- [DIRECTIONS] Every line below that holds the word "maintain" counts once; please tally them and give only the total.

- [GIVEN RECORDS]
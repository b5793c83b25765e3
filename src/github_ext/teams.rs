use async_trait::async_trait;
use octocrab::{Octocrab, Result};
use reqwest::header::{ACCEPT, HeaderMap, HeaderValue};
use serde::{Deserialize, Serialize};

use super::{Conditional, RestExt, collaborators::GitHubCollaboratorPermissions};

/// Accept header that makes the team-repository check return the repository with
/// the team's permissions instead of an empty 204.
pub const REPOSITORY_MEDIA_TYPE: &str = "application/vnd.github.v3.repository+json";

#[derive(Debug, Clone, Default, PartialEq, Serialize, Deserialize)]
pub struct GitHubTeamParent {
    pub id: u64,
    #[serde(default)]
    pub slug: Option<String>,
}

#[derive(Debug, Clone, Default, PartialEq, Serialize, Deserialize)]
pub struct GitHubTeam {
    pub id: u64,
    pub node_id: String,
    pub slug: String,
    pub name: String,
    pub description: Option<String>,
    pub privacy: Option<String>,
    pub permission: Option<String>,
    #[serde(default)]
    pub members_count: Option<u64>,
    #[serde(default)]
    pub parent: Option<GitHubTeamParent>,
}

#[derive(Debug, Clone, Default, PartialEq, Serialize)]
pub struct TeamRequest {
    pub name: String,
    pub description: Option<String>,
    #[serde(skip_serializing_if = "Option::is_none")]
    pub privacy: Option<String>,
    pub parent_team_id: Option<u64>,
}

#[derive(Debug, Clone, Default, PartialEq, Serialize, Deserialize)]
pub struct GitHubTeamMembership {
    pub role: String,
    pub state: String,
}

#[derive(Debug, Clone, Serialize, Deserialize)]
pub struct GitHubTeamRepository {
    pub id: u64,
    pub name: String,
    pub full_name: String,
    #[serde(default)]
    pub permissions: Option<GitHubCollaboratorPermissions>,
    #[serde(default)]
    pub role_name: Option<String>,
}

impl GitHubTeamRepository {
    /// The team's permission on the repository as accepted on write.
    pub fn permission(&self) -> String {
        match self.role_name.as_deref().filter(|r| !r.is_empty()) {
            Some(role) => super::collaborators::normalize_role(role),
            None => self
                .permissions
                .as_ref()
                .map(|p| p.highest().to_string())
                .unwrap_or_else(|| "pull".to_string()),
        }
    }
}

#[derive(Debug, Clone, Serialize, Deserialize)]
pub struct GitHubTeamMember {
    pub login: String,
    pub id: u64,
}

#[derive(Debug, Deserialize)]
struct GitHubOrg {
    id: u64,
}

#[derive(Debug, Serialize)]
struct RoleRequest<'a> {
    role: &'a str,
}

#[derive(Debug, Serialize)]
struct PermissionRequest<'a> {
    permission: &'a str,
}

#[async_trait]
pub trait TeamExt {
    async fn create_team(&self, org: &str, team: &TeamRequest) -> Result<GitHubTeam>;
    async fn get_team(&self, org: &str, slug: &str, etag: Option<&str>) -> anyhow::Result<Conditional<GitHubTeam>>;
    async fn get_team_by_id(&self, org: &str, team_id: u64) -> anyhow::Result<GitHubTeam>;
    async fn update_team(&self, org: &str, slug: &str, team: &TeamRequest) -> Result<GitHubTeam>;
    async fn delete_team(&self, org: &str, slug: &str) -> Result<()>;
    async fn list_team_members(&self, org: &str, slug: &str) -> Result<Vec<GitHubTeamMember>>;

    async fn get_team_membership(
        &self,
        org: &str,
        slug: &str,
        username: &str,
        etag: Option<&str>,
    ) -> anyhow::Result<Conditional<GitHubTeamMembership>>;
    async fn set_team_membership(&self, org: &str, slug: &str, username: &str, role: &str) -> Result<GitHubTeamMembership>;
    async fn remove_team_membership(&self, org: &str, slug: &str, username: &str) -> Result<()>;

    async fn get_team_repository(
        &self,
        org: &str,
        slug: &str,
        owner: &str,
        repo: &str,
    ) -> anyhow::Result<GitHubTeamRepository>;
    async fn set_team_repository(&self, org: &str, slug: &str, owner: &str, repo: &str, permission: &str) -> Result<()>;
    async fn remove_team_repository(&self, org: &str, slug: &str, owner: &str, repo: &str) -> Result<()>;
}

#[async_trait]
impl TeamExt for Octocrab {
    async fn create_team(&self, org: &str, team: &TeamRequest) -> Result<GitHubTeam> {
        let route = format!("/orgs/{}/teams", org);
        self.post(route, Some(team)).await
    }

    async fn get_team(&self, org: &str, slug: &str, etag: Option<&str>) -> anyhow::Result<Conditional<GitHubTeam>> {
        let route = format!("/orgs/{}/teams/{}", org, slug);
        self.get_conditional(route, etag).await
    }

    async fn get_team_by_id(&self, org: &str, team_id: u64) -> anyhow::Result<GitHubTeam> {
        let org: GitHubOrg = self.get(format!("/orgs/{}", org), None::<&()>).await?;
        let route = format!("/organizations/{}/team/{}", org.id, team_id);
        Ok(self.get(route, None::<&()>).await?)
    }

    async fn update_team(&self, org: &str, slug: &str, team: &TeamRequest) -> Result<GitHubTeam> {
        let route = format!("/orgs/{}/teams/{}", org, slug);
        self.patch(route, Some(team)).await
    }

    async fn delete_team(&self, org: &str, slug: &str) -> Result<()> {
        let route = format!("/orgs/{}/teams/{}", org, slug);
        self.delete_no_content(route).await
    }

    async fn list_team_members(&self, org: &str, slug: &str) -> Result<Vec<GitHubTeamMember>> {
        let route = format!("/orgs/{}/teams/{}/members", org, slug);
        self.list_all(route).await
    }

    async fn get_team_membership(
        &self,
        org: &str,
        slug: &str,
        username: &str,
        etag: Option<&str>,
    ) -> anyhow::Result<Conditional<GitHubTeamMembership>> {
        let route = format!("/orgs/{}/teams/{}/memberships/{}", org, slug, username);
        self.get_conditional(route, etag).await
    }

    async fn set_team_membership(&self, org: &str, slug: &str, username: &str, role: &str) -> Result<GitHubTeamMembership> {
        let route = format!("/orgs/{}/teams/{}/memberships/{}", org, slug, username);
        self.put(route, Some(&RoleRequest { role })).await
    }

    async fn remove_team_membership(&self, org: &str, slug: &str, username: &str) -> Result<()> {
        let route = format!("/orgs/{}/teams/{}/memberships/{}", org, slug, username);
        self.delete_no_content(route).await
    }

    async fn get_team_repository(
        &self,
        org: &str,
        slug: &str,
        owner: &str,
        repo: &str,
    ) -> anyhow::Result<GitHubTeamRepository> {
        let route = format!("/orgs/{}/teams/{}/repos/{}/{}", org, slug, owner, repo);
        let mut headers = HeaderMap::new();
        headers.insert(ACCEPT, HeaderValue::from_static(REPOSITORY_MEDIA_TYPE));

        let response = self._get_with_headers(route.as_str(), Some(headers)).await?;
        let response = octocrab::map_github_error(response).await?;
        let body = self.body_to_string(response).await?;
        Ok(serde_json::from_str(&body)?)
    }

    async fn set_team_repository(&self, org: &str, slug: &str, owner: &str, repo: &str, permission: &str) -> Result<()> {
        let route = format!("/orgs/{}/teams/{}/repos/{}/{}", org, slug, owner, repo);
        self.put_no_content(route, &PermissionRequest { permission }).await
    }

    async fn remove_team_repository(&self, org: &str, slug: &str, owner: &str, repo: &str) -> Result<()> {
        let route = format!("/orgs/{}/teams/{}/repos/{}/{}", org, slug, owner, repo);
        self.delete_no_content(route).await
    }
}

#[cfg(test)]
mod tests {
    use super::*;

    #[test]
    fn team_repository_permission() {
        let repo: GitHubTeamRepository = serde_json::from_str(
            r#"{"id":1296269,"name":"Hello-World","full_name":"octocat/Hello-World",
                "permissions":{"admin":false,"maintain":false,"push":true,"triage":true,"pull":true},
                "role_name":"write"}"#,
        )
        .unwrap();
        assert_eq!(repo.permission(), "push");

        let repo: GitHubTeamRepository = serde_json::from_str(
            r#"{"id":1,"name":"r","full_name":"o/r",
                "permissions":{"admin":false,"maintain":true,"push":true,"triage":true,"pull":true}}"#,
        )
        .unwrap();
        assert_eq!(repo.permission(), "maintain");
    }

    #[test]
    fn team_request_keeps_null_parent() {
        let body = serde_json::to_value(TeamRequest {
            name: "core".into(),
            ..Default::default()
        })
        .unwrap();
        assert!(body["parent_team_id"].is_null());
        assert!(body.get("privacy").is_none());
    }
}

- [ANSWER AREA] 3